*** Opening Data provided ***

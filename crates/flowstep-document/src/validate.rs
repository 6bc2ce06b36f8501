//! Source range checks over an elaborated flow tree.
//!
//! Ranges come from the upstream markup parser and are trusted by the step-over
//! engine, so ranges that cannot describe an element are rejected here:
//! inverted tag ranges (`E100`) and end tags that begin before the start tag
//! ends (`E101`). Children whose ranges stick out of their parent (`E203`) are
//! only reported, since containment of the child still works on its own range.

use flowstep_core::{
    artifact::{Artifact, Sequences},
    flow::{Flow, Mediator, MediatorKind, Target},
    node::FlowNode,
    position::SourceRange,
};

use crate::error::{Diagnostic, DiagnosticCollector, ErrorCode};

/// Check every node of `artifact`.
pub(crate) fn validate_artifact(artifact: &Artifact, collector: &mut DiagnosticCollector) {
    let mut validator = Validator { collector };

    match artifact {
        Artifact::Api(api) => {
            validator.check_node(api.node());
            for resource in api.resources() {
                validator.check_child(api.node(), resource.node());
                validator.check_sequences(resource.node(), resource.sequences());
            }
        }
        Artifact::Proxy(proxy) => {
            validator.check_node(proxy.node());
            if let Some(target) = proxy.target() {
                validator.check_child(proxy.node(), target.node());
                validator.check_sequences(target.node(), target.sequences());
            }
        }
        Artifact::Sequence(sequence) => {
            validator.check_node(sequence.body().node());
            validator.check_flow_contents(sequence.body());
        }
        Artifact::Template(template) => {
            validator.check_node(template.node());
            if let Some(body) = template.body() {
                validator.check_flow(template.node(), body);
            }
        }
    }
}

struct Validator<'c> {
    collector: &'c mut DiagnosticCollector,
}

impl Validator<'_> {
    fn check_sequences(&mut self, parent: &FlowNode, sequences: &Sequences) {
        let flows = [
            &sequences.in_sequence,
            &sequences.out_sequence,
            &sequences.fault_sequence,
        ];
        for flow in flows.into_iter().flatten() {
            self.check_flow(parent, flow);
        }
    }

    fn check_flow(&mut self, parent: &FlowNode, flow: &Flow) {
        self.check_child(parent, flow.node());
        self.check_flow_contents(flow);
    }

    fn check_flow_contents(&mut self, flow: &Flow) {
        for mediator in flow.mediators() {
            self.check_child(flow.node(), mediator.node());
            self.check_mediator(mediator);
        }
    }

    fn check_mediator(&mut self, mediator: &Mediator) {
        let node = mediator.node();
        match mediator.kind() {
            MediatorKind::Iterate { target } => {
                if let Some(target) = target {
                    self.check_target(node, target);
                }
            }
            MediatorKind::Clone { targets } | MediatorKind::ScatterGather { targets } => {
                for target in targets {
                    self.check_target(node, target);
                }
            }
            kind => {
                for flow in kind.child_flows() {
                    self.check_flow(node, flow);
                }
            }
        }
    }

    fn check_target(&mut self, parent: &FlowNode, target: &Target) {
        self.check_child(parent, target.node());
        if let Some(sequence) = target.sequence() {
            self.check_flow(target.node(), sequence);
        }
    }

    /// Check `child` on its own and against the `parent` that contains it.
    fn check_child(&mut self, parent: &FlowNode, child: &FlowNode) {
        self.check_node(child);
        let parent_extent = parent.range().extent();
        let child_extent = child.range().extent();
        if !child_extent.is_inverted() && !parent_extent.encloses(child_extent) {
            self.collector.emit(
                Diagnostic::warning(format!(
                    "`{}` at {child_extent} is outside its parent `{}` at {parent_extent}",
                    child.tag(),
                    parent.tag()
                ))
                .with_code(ErrorCode::E203)
                .with_help("breakpoints inside it may not be found"),
            );
        }
    }

    fn check_node(&mut self, node: &FlowNode) {
        let tags = match node.range() {
            SourceRange::SelfClosed(range) => vec![*range],
            SourceRange::Container { start_tag, end_tag } => vec![*start_tag, *end_tag],
        };
        for range in tags.into_iter().filter(|range| range.is_inverted()) {
            self.collector.emit(
                Diagnostic::error(format!(
                    "`{}` has an inverted range {range}",
                    node.tag()
                ))
                .with_code(ErrorCode::E100)
                .with_help("a range must not end before it starts"),
            );
        }

        if let SourceRange::Container { start_tag, end_tag } = node.range() {
            if end_tag.start() < start_tag.end() {
                self.collector.emit(
                    Diagnostic::error(format!(
                        "end tag of `{}` at {} begins before its start tag ends at {}",
                        node.tag(),
                        end_tag.start(),
                        start_tag.end()
                    ))
                    .with_code(ErrorCode::E101),
                );
            }
        }
    }
}
//! The tag + range base shared by every flow tree node.

use crate::{
    identifier::Id,
    position::{Position, SourceRange},
};

/// An element of the flow tree: its tag name and source extent.
#[derive(Debug, Clone, PartialEq)]
pub struct FlowNode {
    tag: Id,
    range: SourceRange,
}

impl FlowNode {
    /// Creates a new node.
    ///
    /// # Arguments
    ///
    /// * `tag` - The element tag name, e.g. `"filter"`
    /// * `range` - The element's source range
    pub fn new(tag: impl Into<Id>, range: SourceRange) -> Self {
        Self {
            tag: tag.into(),
            range,
        }
    }

    pub fn tag(&self) -> Id {
        self.tag
    }

    pub fn range(&self) -> &SourceRange {
        &self.range
    }

    pub fn is_self_closed(&self) -> bool {
        self.range.is_self_closed()
    }

    /// The position a breakpoint on this node is armed at: the start of its
    /// start tag.
    pub fn head(&self) -> Position {
        self.range.start()
    }

    /// Returns `true` if `position` lies anywhere within this node.
    pub fn contains(&self, position: Position) -> bool {
        self.range.contains(position)
    }

    /// Returns `true` if `position` lies within this node's own header.
    pub fn header_contains(&self, position: Position) -> bool {
        self.range.start_tag().contains(position)
    }
}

*** Closing Data provided ***

Once more, give all the records exactly as they were written.

filename crates/flowstep-document/src/validate.rs
repository 6bc2ce06b36f8501
//! Source range checks over an elaborated flow tree.
//!
//! Ranges come from the upstream markup parser and are trusted by the step-over
//! engine, so ranges that cannot describe an element are rejected here:
//! inverted tag ranges (`E100`) and end tags that begin before the start tag
//! ends (`E101`). Children whose ranges stick out of their parent (`E203`) are
//! only reported, since containment of the child still works on its own range.

use flowstep_core::{
    artifact::{Artifact, Sequences},
    flow::{Flow, Mediator, MediatorKind, Target},
    node::FlowNode,
    position::SourceRange,
};

use crate::error::{Diagnostic, DiagnosticCollector, ErrorCode};

/// Check every node of `artifact`.
pub(crate) fn validate_artifact(artifact: &Artifact, collector: &mut DiagnosticCollector) {
    let mut validator = Validator { collector };

    match artifact {
        Artifact::Api(api) => {
            validator.check_node(api.node());
            for resource in api.resources() {
                validator.check_child(api.node(), resource.node());
                validator.check_sequences(resource.node(), resource.sequences());
            }
        }
        Artifact::Proxy(proxy) => {
            validator.check_node(proxy.node());
            if let Some(target) = proxy.target() {
                validator.check_child(proxy.node(), target.node());
                validator.check_sequences(target.node(), target.sequences());
            }
        }
        Artifact::Sequence(sequence) => {
            validator.check_node(sequence.body().node());
            validator.check_flow_contents(sequence.body());
        }
        Artifact::Template(template) => {
            validator.check_node(template.node());
            if let Some(body) = template.body() {
                validator.check_flow(template.node(), body);
            }
        }
    }
}

struct Validator<'c> {
    collector: &'c mut DiagnosticCollector,
}

impl Validator<'_> {
    fn check_sequences(&mut self, parent: &FlowNode, sequences: &Sequences) {
        let flows = [
            &sequences.in_sequence,
            &sequences.out_sequence,
            &sequences.fault_sequence,
        ];
        for flow in flows.into_iter().flatten() {
            self.check_flow(parent, flow);
        }
    }

    fn check_flow(&mut self, parent: &FlowNode, flow: &Flow) {
        self.check_child(parent, flow.node());
        self.check_flow_contents(flow);
    }

    fn check_flow_contents(&mut self, flow: &Flow) {
        for mediator in flow.mediators() {
            self.check_child(flow.node(), mediator.node());
            self.check_mediator(mediator);
        }
    }

    fn check_mediator(&mut self, mediator: &Mediator) {
        let node = mediator.node();
        match mediator.kind() {
            MediatorKind::Iterate { target } => {
                if let Some(target) = target {
                    self.check_target(node, target);
                }
            }
            MediatorKind::Clone { targets } | MediatorKind::ScatterGather { targets } => {
                for target in targets {
                    self.check_target(node, target);
                }
            }
            kind => {
                for flow in kind.child_flows() {
                    self.check_flow(node, flow);
                }
            }
        }
    }

    fn check_target(&mut self, parent: &FlowNode, target: &Target) {
        self.check_child(parent, target.node());
        if let Some(sequence) = target.sequence() {
            self.check_flow(target.node(), sequence);
        }
    }

    /// Check `child` on its own and against the `parent` that contains it.
    fn check_child(&mut self, parent: &FlowNode, child: &FlowNode) {
        self.check_node(child);
        let parent_extent = parent.range().extent();
        let child_extent = child.range().extent();
        if !child_extent.is_inverted() && !parent_extent.encloses(child_extent) {
            self.collector.emit(
                Diagnostic::warning(format!(
                    "`{}` at {child_extent} is outside its parent `{}` at {parent_extent}",
                    child.tag(),
                    parent.tag()
                ))
                .with_code(ErrorCode::E203)
                .with_help("breakpoints inside it may not be found"),
            );
        }
    }

    fn check_node(&mut self, node: &FlowNode) {
        let tags = match node.range() {
            SourceRange::SelfClosed(range) => vec![*range],
            SourceRange::Container { start_tag, end_tag } => vec![*start_tag, *end_tag],
        };
        for range in tags.into_iter().filter(|range| range.is_inverted()) {
            self.collector.emit(
                Diagnostic::error(format!(
                    "`{}` has an inverted range {range}",
                    node.tag()
                ))
                .with_code(ErrorCode::E100)
                .with_help("a range must not end before it starts"),
            );
        }

        if let SourceRange::Container { start_tag, end_tag } = node.range() {
            if end_tag.start() < start_tag.end() {
                self.collector.emit(
                    Diagnostic::error(format!(
                        "end tag of `{}` at {} begins before its start tag ends at {}",
                        node.tag(),
                        end_tag.start(),
                        start_tag.end()
                    ))
                    .with_code(ErrorCode::E101),
                );
            }
        }
    }
}
//! The tag + range base shared by every flow tree node.

use crate::{
    identifier::Id,
    position::{Position, SourceRange},
};

/// An element of the flow tree: its tag name and source extent.
#[derive(Debug, Clone, PartialEq)]
pub struct FlowNode {
    tag: Id,
    range: SourceRange,
}

impl FlowNode {
    /// Creates a new node.
    ///
    /// # Arguments
    ///
    /// * `tag` - The element tag name, e.g. `"filter"`
    /// * `range` - The element's source range
    pub fn new(tag: impl Into<Id>, range: SourceRange) -> Self {
        Self {
            tag: tag.into(),
            range,
        }
    }

    pub fn tag(&self) -> Id {
        self.tag
    }

    pub fn range(&self) -> &SourceRange {
        &self.range
    }

    pub fn is_self_closed(&self) -> bool {
        self.range.is_self_closed()
    }

    /// The position a breakpoint on this node is armed at: the start of its
    /// start tag.
    pub fn head(&self) -> Position {
        self.range.start()
    }

    /// Returns `true` if `position` lies anywhere within this node.
    pub fn contains(&self, position: Position) -> bool {
        self.range.contains(position)
    }

    /// Returns `true` if `position` lies within this node's own header.
    pub fn header_contains(&self, position: Position) -> bool {
        self.range.start_tag().contains(position)
    }
}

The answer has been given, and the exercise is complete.